The Car Salesmanuscripts: Rewarding Bad Behaviour

Matthew Guy
by Matthew Guy
the car salesmanuscripts rewarding bad behaviour
“This place smells like a distillery!” roared the Dealer Principal, hurling a previously useful phone book across the office. The veins in his neck popped out like redwood trees and I thought he was going to have a coronary right there on the spot.

“Clean yourself up or you’ll be looking for another job by 5 o’clock!”

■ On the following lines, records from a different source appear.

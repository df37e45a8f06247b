//! Rigid poses and their composition.
//!
//! `Pose` is the wire/storage representation (position plus an `x, y, z, w`
//! quaternion, the layout used by robot middleware messages).  All arithmetic
//! goes through `nalgebra::Isometry3`.

use nalgebra::{Isometry3, Quaternion, Translation3, UnitQuaternion};
use serde::{Deserialize, Serialize};

/// Quaternions shorter than this are treated as "unset" and read as identity.
const MIN_QUATERNION_NORM: f64 = 1e-12;

/// A rigid transform: position in metres and a unit quaternion `[x, y, z, w]`.
#[derive(Debug, Clone, Copy, PartialEq, Serialize, Deserialize)]
pub struct Pose {
    pub position: [f64; 3],
    pub orientation: [f64; 4],
}

impl Default for Pose {
    fn default() -> Self {
        Self::identity()
    }
}

impl Pose {
    #[must_use]
    pub const fn identity() -> Self {
        Self {
            position: [0.0, 0.0, 0.0],
            orientation: [0.0, 0.0, 0.0, 1.0],
        }
    }

    #[must_use]
    pub const fn new(position: [f64; 3], orientation: [f64; 4]) -> Self {
        Self {
            position,
            orientation,
        }
    }

    #[must_use]
    pub const fn from_translation(x: f64, y: f64, z: f64) -> Self {
        Self {
            position: [x, y, z],
            orientation: [0.0, 0.0, 0.0, 1.0],
        }
    }

    /// Converts to an isometry, normalising the stored quaternion.
    #[must_use]
    pub fn to_isometry(&self) -> Isometry3<f64> {
        let [x, y, z, w] = self.orientation;
        let raw = Quaternion::new(w, x, y, z);
        let rotation = if raw.norm() < MIN_QUATERNION_NORM {
            UnitQuaternion::identity()
        } else {
            UnitQuaternion::from_quaternion(raw)
        };
        let [px, py, pz] = self.position;
        Isometry3::from_parts(Translation3::new(px, py, pz), rotation)
    }

    #[must_use]
    pub fn from_isometry(iso: &Isometry3<f64>) -> Self {
        let t = iso.translation.vector;
        let q = iso.rotation.into_inner();
        Self {
            position: [t.x, t.y, t.z],
            orientation: [q.i, q.j, q.k, q.w],
        }
    }

    /// `self ∘ other`: `other` expressed in the frame `self` is relative to.
    ///
    /// Not commutative.  The left operand is the outer transform.
    #[must_use]
    pub fn multiply(&self, other: &Pose) -> Pose {
        Pose::from_isometry(&(self.to_isometry() * other.to_isometry()))
    }

    #[must_use]
    pub fn inverse(&self) -> Pose {
        Pose::from_isometry(&self.to_isometry().inverse())
    }

    /// Compares positions component-wise and orientations up to sign.
    #[must_use]
    pub fn approx_eq(&self, other: &Pose, eps: f64) -> bool {
        let position_close = self
            .position
            .iter()
            .zip(other.position.iter())
            .all(|(a, b)| (a - b).abs() <= eps);
        if !position_close {
            return false;
        }
        let a = self.to_isometry().rotation;
        let b = other.to_isometry().rotation;
        let dot = a.coords.dot(&b.coords).abs();
        (1.0 - dot).abs() <= eps
    }
}

/// A pose tagged with the frame it is expressed in and an acquisition time.
#[derive(Debug, Clone, PartialEq, Serialize, Deserialize)]
pub struct StampedPose {
    pub frame_id: String,
    /// Seconds since the epoch of the producing clock.
    #[serde(default)]
    pub stamp: f64,
    pub pose: Pose,
}

impl StampedPose {
    pub fn new(frame_id: impl Into<String>, pose: Pose) -> Self {
        Self {
            frame_id: frame_id.into(),
            stamp: 0.0,
            pose,
        }
    }
}

#[cfg(test)]
mod tests {
    use super::*;
    use std::f64::consts::FRAC_PI_2;

    fn yaw(angle: f64) -> [f64; 4] {
        let q = UnitQuaternion::from_euler_angles(0.0, 0.0, angle).into_inner();
        [q.i, q.j, q.k, q.w]
    }

    #[test]
    fn test_identity_is_neutral() {
        let p = Pose::new([1.0, -2.0, 0.5], yaw(0.3));
        assert!(Pose::identity().multiply(&p).approx_eq(&p, 1e-12));
        assert!(p.multiply(&Pose::identity()).approx_eq(&p, 1e-12));
    }

    #[test]
    fn test_multiply_rotates_inner_translation() {
        let outer = Pose::new([1.0, 0.0, 0.0], yaw(FRAC_PI_2));
        let inner = Pose::from_translation(1.0, 0.0, 0.0);
        let out = outer.multiply(&inner);
        assert!((out.position[0] - 1.0).abs() < 1e-9);
        assert!((out.position[1] - 1.0).abs() < 1e-9);
        assert!(out.position[2].abs() < 1e-9);
    }

    #[test]
    fn test_multiply_is_not_commutative() {
        let a = Pose::new([1.0, 0.0, 0.0], yaw(FRAC_PI_2));
        let b = Pose::from_translation(0.0, 2.0, 0.0);
        assert!(!a.multiply(&b).approx_eq(&b.multiply(&a), 1e-6));
    }

    #[test]
    fn test_inverse_cancels() {
        let p = Pose::new([0.3, 0.2, -1.0], yaw(1.1));
        assert!(p.multiply(&p.inverse()).approx_eq(&Pose::identity(), 1e-9));
    }

    #[test]
    fn test_zero_quaternion_reads_as_identity() {
        let p = Pose::new([1.0, 2.0, 3.0], [0.0, 0.0, 0.0, 0.0]);
        let iso = p.to_isometry();
        assert_eq!(iso.rotation, UnitQuaternion::identity());
    }

    #[test]
    fn test_unnormalised_quaternion_is_normalised() {
        let p = Pose::new([0.0, 0.0, 0.0], [0.0, 0.0, 0.0, 2.0]);
        let round_trip = Pose::from_isometry(&p.to_isometry());
        assert!((round_trip.orientation[3] - 1.0).abs() < 1e-12);
    }

    #[test]
    fn test_approx_eq_ignores_quaternion_sign() {
        let q = yaw(0.7);
        let a = Pose::new([0.0; 3], q);
        let b = Pose::new([0.0; 3], [-q[0], -q[1], -q[2], -q[3]]);
        assert!(a.approx_eq(&b, 1e-12));
    }
}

In reality, his rage was not directed at me but rather at a co-worker who, by all accounts, seemed to have rolled into work that Saturday morning straight from the downtown bar district. Ron and I were both in our early 20s, but he had started at the dealership about a year earlier. Known for being greasier than an oil slick, Ron’s charm and sales ability generally kept him in the good books with his co-workers and the Dealer Principal. This time though, I wondered if his luck was about to run out.

“Shit, Ron. What the hell did you get up to last night?” I asked him. Ron truly did look like death warmed over.

“Not a clue, Matt”, he replied. At least I think that’s what he said. Now that I think about it, the words sounded more like “Nobaclew, Mzzz”.

“Listen, there’s a minivan I took in on trade last night that’s not entered into any of the systems yet. It’s parked around the building. Go lie down. And take these Tylenol”, I instructed. Ron grunted his thanks, shambling off in the direction of the back lot. It took him a couple of hours to resurface.

It was hardly his first time being threatened with job loss. The previous summer he and I had done particularly well with a specific leasing program on full size trucks and both of us were rewarded with a sport coupé each for a company demo. A dealership supplied car for personal use is a perk afforded to all sales staff, one for which I am grateful every waking minute of the day.

The quality of one’s demo is always directly proportional to one’s sales, or lack thereof. Do well, you drive well. Languish near the bottom of the Big Board, however, and a base model Penalty Box is your punishment. One month, all hands were deemed unworthy and the manager busted everybody down to used vehicles. His efforts were for naught. As there were a plethora of SUVs and trucks in the used inventory, most of us ended up driving better used demos than the new demos that were taken away. It wasn’t long before the manager wised up and we were all back in our original cars.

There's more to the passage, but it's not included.